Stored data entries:
————————

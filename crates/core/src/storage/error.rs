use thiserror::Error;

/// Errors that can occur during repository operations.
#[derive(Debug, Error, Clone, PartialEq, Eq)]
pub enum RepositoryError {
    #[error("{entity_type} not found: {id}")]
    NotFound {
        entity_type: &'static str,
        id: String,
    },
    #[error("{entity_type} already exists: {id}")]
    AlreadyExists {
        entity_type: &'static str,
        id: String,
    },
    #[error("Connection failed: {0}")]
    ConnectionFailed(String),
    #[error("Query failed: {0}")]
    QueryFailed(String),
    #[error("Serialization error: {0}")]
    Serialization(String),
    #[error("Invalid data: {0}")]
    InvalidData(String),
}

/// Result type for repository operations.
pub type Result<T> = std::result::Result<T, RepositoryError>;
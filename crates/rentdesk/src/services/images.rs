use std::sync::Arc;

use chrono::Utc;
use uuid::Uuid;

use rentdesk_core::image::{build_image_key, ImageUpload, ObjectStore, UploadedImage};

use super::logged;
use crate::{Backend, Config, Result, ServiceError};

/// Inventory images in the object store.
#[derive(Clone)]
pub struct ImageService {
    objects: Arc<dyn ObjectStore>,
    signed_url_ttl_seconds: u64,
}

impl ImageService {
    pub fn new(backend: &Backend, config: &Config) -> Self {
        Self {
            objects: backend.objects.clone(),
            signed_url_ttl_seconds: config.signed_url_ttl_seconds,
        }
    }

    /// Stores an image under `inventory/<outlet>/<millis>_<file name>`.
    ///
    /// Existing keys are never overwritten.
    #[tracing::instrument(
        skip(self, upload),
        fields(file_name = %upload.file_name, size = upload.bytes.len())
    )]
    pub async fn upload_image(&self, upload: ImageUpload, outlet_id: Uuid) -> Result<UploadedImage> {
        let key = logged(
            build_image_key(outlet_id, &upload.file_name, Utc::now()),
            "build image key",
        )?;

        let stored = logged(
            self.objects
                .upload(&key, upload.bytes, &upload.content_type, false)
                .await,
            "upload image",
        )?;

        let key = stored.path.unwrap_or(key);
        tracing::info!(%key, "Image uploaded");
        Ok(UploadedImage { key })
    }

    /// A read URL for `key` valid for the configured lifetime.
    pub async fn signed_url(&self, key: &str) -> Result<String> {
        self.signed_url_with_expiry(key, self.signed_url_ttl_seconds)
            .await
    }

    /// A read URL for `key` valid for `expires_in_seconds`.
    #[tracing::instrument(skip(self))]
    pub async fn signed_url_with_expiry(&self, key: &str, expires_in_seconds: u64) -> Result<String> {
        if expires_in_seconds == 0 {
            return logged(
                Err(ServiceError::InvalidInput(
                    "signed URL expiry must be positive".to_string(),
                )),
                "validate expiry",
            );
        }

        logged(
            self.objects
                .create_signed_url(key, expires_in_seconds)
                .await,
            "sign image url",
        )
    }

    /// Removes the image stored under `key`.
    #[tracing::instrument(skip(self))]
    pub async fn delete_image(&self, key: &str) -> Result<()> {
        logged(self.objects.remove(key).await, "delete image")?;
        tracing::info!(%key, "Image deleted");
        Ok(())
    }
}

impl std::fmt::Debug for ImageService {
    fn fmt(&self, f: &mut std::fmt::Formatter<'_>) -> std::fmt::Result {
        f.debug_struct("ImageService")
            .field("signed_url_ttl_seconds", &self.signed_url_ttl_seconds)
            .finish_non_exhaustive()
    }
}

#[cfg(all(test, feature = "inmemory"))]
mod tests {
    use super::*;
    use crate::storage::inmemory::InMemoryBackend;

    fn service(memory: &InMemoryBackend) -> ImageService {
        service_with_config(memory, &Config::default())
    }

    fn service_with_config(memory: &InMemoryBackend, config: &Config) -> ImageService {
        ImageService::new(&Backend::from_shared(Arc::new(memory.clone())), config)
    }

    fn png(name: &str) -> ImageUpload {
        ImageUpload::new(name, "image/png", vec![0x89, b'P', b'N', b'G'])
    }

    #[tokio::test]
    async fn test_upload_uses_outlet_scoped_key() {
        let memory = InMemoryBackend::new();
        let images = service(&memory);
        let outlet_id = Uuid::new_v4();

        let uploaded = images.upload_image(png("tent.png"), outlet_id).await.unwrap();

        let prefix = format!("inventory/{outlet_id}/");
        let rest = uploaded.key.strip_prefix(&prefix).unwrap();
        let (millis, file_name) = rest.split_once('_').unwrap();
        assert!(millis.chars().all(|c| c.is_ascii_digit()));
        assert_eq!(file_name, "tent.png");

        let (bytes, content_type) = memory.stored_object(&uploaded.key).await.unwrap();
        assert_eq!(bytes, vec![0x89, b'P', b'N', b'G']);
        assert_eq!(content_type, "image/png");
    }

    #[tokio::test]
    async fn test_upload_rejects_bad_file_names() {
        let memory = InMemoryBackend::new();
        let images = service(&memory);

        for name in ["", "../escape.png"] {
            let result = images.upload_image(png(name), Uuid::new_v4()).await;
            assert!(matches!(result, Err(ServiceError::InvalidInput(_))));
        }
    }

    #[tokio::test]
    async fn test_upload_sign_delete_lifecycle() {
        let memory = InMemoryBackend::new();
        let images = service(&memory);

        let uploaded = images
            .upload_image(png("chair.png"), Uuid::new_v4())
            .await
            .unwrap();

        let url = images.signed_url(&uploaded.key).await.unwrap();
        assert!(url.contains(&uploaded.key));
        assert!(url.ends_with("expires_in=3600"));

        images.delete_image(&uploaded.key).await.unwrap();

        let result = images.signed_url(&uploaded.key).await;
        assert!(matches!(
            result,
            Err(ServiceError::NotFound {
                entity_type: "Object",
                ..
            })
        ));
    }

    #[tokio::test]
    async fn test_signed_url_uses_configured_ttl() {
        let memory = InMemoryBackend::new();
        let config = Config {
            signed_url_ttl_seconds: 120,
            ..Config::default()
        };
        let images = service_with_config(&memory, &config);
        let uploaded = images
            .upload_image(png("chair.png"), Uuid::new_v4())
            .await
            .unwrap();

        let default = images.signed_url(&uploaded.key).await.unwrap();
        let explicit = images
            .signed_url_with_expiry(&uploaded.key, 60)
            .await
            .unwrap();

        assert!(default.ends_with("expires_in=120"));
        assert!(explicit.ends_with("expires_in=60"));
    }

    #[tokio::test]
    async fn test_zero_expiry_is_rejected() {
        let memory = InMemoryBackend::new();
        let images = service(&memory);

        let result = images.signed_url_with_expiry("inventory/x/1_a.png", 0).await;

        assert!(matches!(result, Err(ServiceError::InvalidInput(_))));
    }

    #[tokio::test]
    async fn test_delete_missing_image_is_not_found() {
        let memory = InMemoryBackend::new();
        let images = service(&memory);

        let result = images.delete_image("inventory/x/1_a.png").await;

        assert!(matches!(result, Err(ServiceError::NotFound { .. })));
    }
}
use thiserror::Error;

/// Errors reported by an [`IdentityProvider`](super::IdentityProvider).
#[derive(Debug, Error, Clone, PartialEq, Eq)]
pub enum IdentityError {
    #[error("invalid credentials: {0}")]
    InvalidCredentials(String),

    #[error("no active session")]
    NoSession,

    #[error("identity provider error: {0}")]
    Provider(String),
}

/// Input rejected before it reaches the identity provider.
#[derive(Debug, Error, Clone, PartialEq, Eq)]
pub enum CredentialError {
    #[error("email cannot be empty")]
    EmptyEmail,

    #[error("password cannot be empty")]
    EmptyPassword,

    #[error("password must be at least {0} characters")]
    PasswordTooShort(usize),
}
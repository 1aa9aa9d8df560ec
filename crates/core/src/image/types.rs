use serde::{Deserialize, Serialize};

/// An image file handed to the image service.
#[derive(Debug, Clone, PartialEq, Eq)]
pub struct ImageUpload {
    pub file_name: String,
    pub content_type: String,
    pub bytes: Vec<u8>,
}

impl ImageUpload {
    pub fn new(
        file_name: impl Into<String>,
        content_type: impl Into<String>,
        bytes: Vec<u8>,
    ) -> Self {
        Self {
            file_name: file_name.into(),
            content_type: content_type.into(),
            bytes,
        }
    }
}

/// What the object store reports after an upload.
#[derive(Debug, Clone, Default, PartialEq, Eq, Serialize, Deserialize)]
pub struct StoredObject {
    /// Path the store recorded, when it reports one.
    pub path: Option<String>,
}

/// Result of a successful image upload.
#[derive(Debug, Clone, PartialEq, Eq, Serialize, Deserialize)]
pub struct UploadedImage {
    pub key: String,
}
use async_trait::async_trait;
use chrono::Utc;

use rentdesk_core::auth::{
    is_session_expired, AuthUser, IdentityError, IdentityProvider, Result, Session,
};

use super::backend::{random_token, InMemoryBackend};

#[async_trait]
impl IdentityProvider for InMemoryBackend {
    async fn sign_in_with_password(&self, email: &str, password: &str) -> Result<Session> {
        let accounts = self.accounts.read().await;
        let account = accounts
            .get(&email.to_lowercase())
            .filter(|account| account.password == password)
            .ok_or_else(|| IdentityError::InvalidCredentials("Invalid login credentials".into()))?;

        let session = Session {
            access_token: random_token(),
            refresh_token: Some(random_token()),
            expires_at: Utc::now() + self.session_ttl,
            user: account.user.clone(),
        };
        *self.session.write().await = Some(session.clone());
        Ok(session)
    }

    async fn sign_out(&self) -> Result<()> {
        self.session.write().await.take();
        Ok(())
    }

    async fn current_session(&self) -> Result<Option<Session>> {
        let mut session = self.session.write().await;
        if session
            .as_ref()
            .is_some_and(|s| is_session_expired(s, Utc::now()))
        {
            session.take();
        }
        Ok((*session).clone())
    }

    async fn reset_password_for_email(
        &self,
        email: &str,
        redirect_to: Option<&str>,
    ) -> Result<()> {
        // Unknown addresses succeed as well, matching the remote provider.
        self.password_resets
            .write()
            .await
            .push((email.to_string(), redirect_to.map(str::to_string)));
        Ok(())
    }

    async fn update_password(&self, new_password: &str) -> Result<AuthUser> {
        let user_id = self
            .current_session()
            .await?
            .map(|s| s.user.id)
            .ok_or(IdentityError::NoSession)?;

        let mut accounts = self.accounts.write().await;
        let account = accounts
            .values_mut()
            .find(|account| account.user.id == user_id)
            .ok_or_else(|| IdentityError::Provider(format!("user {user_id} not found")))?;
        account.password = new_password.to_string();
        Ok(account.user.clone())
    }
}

————————

Work task
An exact, complete copy of the lines above from the one with "email: &str, password: &str)" through the one with "async fn current_session(&self)" is the whole answer.

Output of the exercise
    async fn sign_in_with_password(&self, email: &str, password: &str) -> Result<Session> {
        let accounts = self.accounts.read().await;
        let account = accounts
            .get(&email.to_lowercase())
            .filter(|account| account.password == password)
            .ok_or_else(|| IdentityError::InvalidCredentials("Invalid login credentials".into()))?;

        let session = Session {
            access_token: random_token(),
            refresh_token: Some(random_token()),
            expires_at: Utc::now() + self.session_ttl,
            user: account.user.clone(),
        };
        *self.session.write().await = Some(session.clone());
        Ok(session)
    }

    async fn sign_out(&self) -> Result<()> {
        self.session.write().await.take();
        Ok(())
    }

    async fn current_session(&self) -> Result<Option<Session>> {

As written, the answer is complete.